Secrets management and key management
Secret Manager allows you to store, manage, and access secrets as binary blobs or text strings. With the appropriate permissions, you can view the contents of the secret.
Secret Manager works well for storing configuration information such as database passwords, API keys, or TLS certificates needed by an application at runtime.
A key management system, such as Cloud KMS, allows you to manage cryptographic keys and to use them to encrypt or decrypt data. However, you cannot view, extract, or export the key material itself.
Similarly, you can use a key management system to encrypt sensitive data before transmitting it or storing it. You can then decrypt the sensitive data before using it. Using a key management system to protect a secret in this way is more complex and less efficient than using Secret Manager.
Cloud KMS is designed to handle large encryption workloads, such as encrypting rows in a database or encrypting binary data such as images and files. You can also use Cloud KMS to perform other cryptographic operations such as signing and verification.
To learn about limitations on payload sizes, resource quantities, and rate limiting, see Secret Manager quotas.
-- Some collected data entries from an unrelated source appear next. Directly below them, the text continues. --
//! Tests fuzz safe : robustesse + déterminisme + limites contrôlées.
//!
//! But : marteler lexeur et évaluateur sans brûler la machine.
//! - proptest (graines reproductibles, réduction des contre-exemples)
//! - profondeur et tailles bornées
//! - budget temps global pour les cas lourds
//! - on accepte certaines erreurs attendues (division par zéro, opérande non entier)
//! - invariant clé : aucune entrée ne fait paniquer le noyau

use std::time::{Duration, Instant};

use num_bigint::BigInt;
use num_rational::BigRational;
use proptest::prelude::*;

use super::erreur::CalcError;
use super::evaluateur::{evaluate, Evaluator};
use super::lexeur::lex;

/* ------------------------ Budget anti-gel ------------------------ */

fn budget(start: Instant, max: Duration) {
    if start.elapsed() > max {
        panic!("budget temps dépassé: {:?}", max);
    }
}

/* ------------------------ Helpers fuzz ------------------------ */

fn is_erreur_attendue(e: &CalcError) -> bool {
    // Liste blanche : erreurs *normales* pour des expressions bien formées
    // à opérandes aléatoires.
    matches!(e, CalcError::Arithmetique { .. } | CalcError::Type { .. })
}

fn entier(n: i64) -> BigRational {
    BigRational::from_integer(BigInt::from(n))
}

/* ------------------------ Génération d’expressions (bornée) ------------------------ */

fn atome() -> impl Strategy<Value = String> {
    prop_oneof![
        (-50i64..50).prop_map(|n| format!("({n})")),
        (1u32..20, 1u32..9).prop_map(|(a, b)| format!("{a}/{b}")),
        Just("pi".to_string()),
        Just("true".to_string()),
        (0u32..256).prop_map(|n| format!("{n:#x}")),
        (0u32..64).prop_map(|n| format!("{n:#b}")),
    ]
}

fn expression() -> impl Strategy<Value = String> {
    atome().prop_recursive(4, 32, 2, |inner| {
        let ops = prop::sample::select(vec![
            "+", "-", "*", "/", "%", "&", "|", "^", "==", "!=", "<", ">=",
        ]);
        prop_oneof![
            (inner.clone(), ops, inner.clone()).prop_map(|(a, op, b)| format!("({a} {op} {b})")),
            inner.clone().prop_map(|a| format!("-{a}")),
            inner.clone().prop_map(|a| format!("abs({a})")),
            (inner.clone(), inner).prop_map(|(a, b)| format!("max({a}, {b})")),
        ]
    })
}

/* ------------------------ Propriétés ------------------------ */

proptest! {
    #[test]
    fn lexeur_ne_panique_jamais(source in "\\PC{0,40}") {
        let _ = lex(&source);
    }

    #[test]
    fn lexeur_termine_par_eol(source in "[a-z0-9+*/%()., -]{0,30}") {
        if let Ok(tokens) = lex(&source) {
            prop_assert!(tokens.last().is_some_and(|t| t.is(super::jetons::TokenKind::Eol)));
        }
    }

    #[test]
    fn evaluateur_ne_panique_jamais(source in "[a-z0-9+*/%&|^~<>=!(),. -]{0,30}") {
        let _ = evaluate(&source);
    }

    #[test]
    fn expressions_bien_formees(expr in expression()) {
        match evaluate(&expr) {
            Ok(_) => {}
            Err(e) => prop_assert!(is_erreur_attendue(&e), "expr={expr:?} err={e}"),
        }
    }

    #[test]
    fn determinisme(expr in expression()) {
        prop_assert_eq!(evaluate(&expr), evaluate(&expr));
    }

    #[test]
    fn arithmetique_entiere_comme_i128(
        a in -1000i64..1000,
        b in -1000i64..1000,
        c in -1000i64..1000,
    ) {
        let attendu = i128::from(a) + i128::from(b) * i128::from(c) - i128::from(a);
        let expr = format!("{a} + {b} * {c} - {a}");
        prop_assert_eq!(evaluate(&expr), Ok(entier(attendu as i64)));
    }

    #[test]
    fn modulo_du_signe_du_diviseur(a in -1000i64..1000, b in 1i64..100) {
        prop_assert_eq!(evaluate(&format!("{a} % {b}")), Ok(entier(a.rem_euclid(b))));
        let neg = evaluate(&format!("{a} % -{b}"));
        prop_assert!(neg.is_ok_and(|r| r <= entier(0) && r > entier(-b)));
    }

    #[test]
    fn bit_a_bit_comme_i64(a in -5000i64..5000, b in -5000i64..5000) {
        prop_assert_eq!(evaluate(&format!("{a} & {b}")), Ok(entier(a & b)));
        prop_assert_eq!(evaluate(&format!("{a} | {b}")), Ok(entier(a | b)));
        prop_assert_eq!(evaluate(&format!("{a} ^ {b}")), Ok(entier(a ^ b)));
        prop_assert_eq!(evaluate(&format!("~{a}")), Ok(entier(!a)));
    }

    #[test]
    fn affectation_puis_lecture(nom in "[a-z_][a-z0-9_]{0,8}", v in -1000i64..1000) {
        let mut ev = Evaluator::new();
        prop_assert_eq!(ev.run(&format!("{nom} = {v}")), Ok(entier(v)));
        prop_assert_eq!(ev.run(&nom), Ok(entier(v)));
    }
}

/* ------------------------ Helper somme balancée anti pile ------------------------ */

fn somme_balancee(terme: &str, n: usize) -> String {
    let mut items: Vec<String> = (0..n).map(|_| terme.to_string()).collect();
    while items.len() > 1 {
        let mut next = Vec::new();
        let mut i = 0;
        while i < items.len() {
            if i + 1 < items.len() {
                next.push(format!("({}+{})", items[i], items[i + 1]));
                i += 2;
            } else {
                next.push(items[i].clone());
                i += 1;
            }
        }
        items = next;
    }
    items.pop().unwrap_or_else(|| "0".to_string())
}

#[test]
fn fuzz_safe_somme_balancee() {
    let t0 = Instant::now();
    let max = Duration::from_millis(500);

    let expr = somme_balancee("1/2", 800);
    let v = evaluate(&expr).unwrap_or_else(|e| panic!("err: {e}"));
    budget(t0, max);

    // 800*(1/2) = 400
    assert_eq!(v, entier(400));
}

#[test]
fn fuzz_safe_parentheses_profondes() {
    let t0 = Instant::now();
    let max = Duration::from_millis(500);

    // pas de récursion : la profondeur ne coûte que de la pile de travail
    let n = 5_000;
    let expr = format!("{}1{}", "(".repeat(n), ")".repeat(n));
    assert_eq!(evaluate(&expr), Ok(entier(1)));

    let expr = format!("{}1", "-".repeat(n));
    assert_eq!(evaluate(&expr), Ok(entier(1)));
    budget(t0, max);
}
A secret is a project-global object that contains a collection of metadata and secret versions. The metadata can include replication locations, labels, and permissions. The secret versions store the actual secret data, such as an API key or credential.
A secret version stores the actual secret data, such as API keys, passwords, or certificates.
You can address individual versions of a secret. You cannot modify a version, but you can delete it.
You rotate a secret by adding a new secret version to the secret. Any version of a given secret can be accessed, as long as that version is enabled. To prevent a secret version from being used, you can disable that version.
It is not possible to schedule a secret for automatic rotation.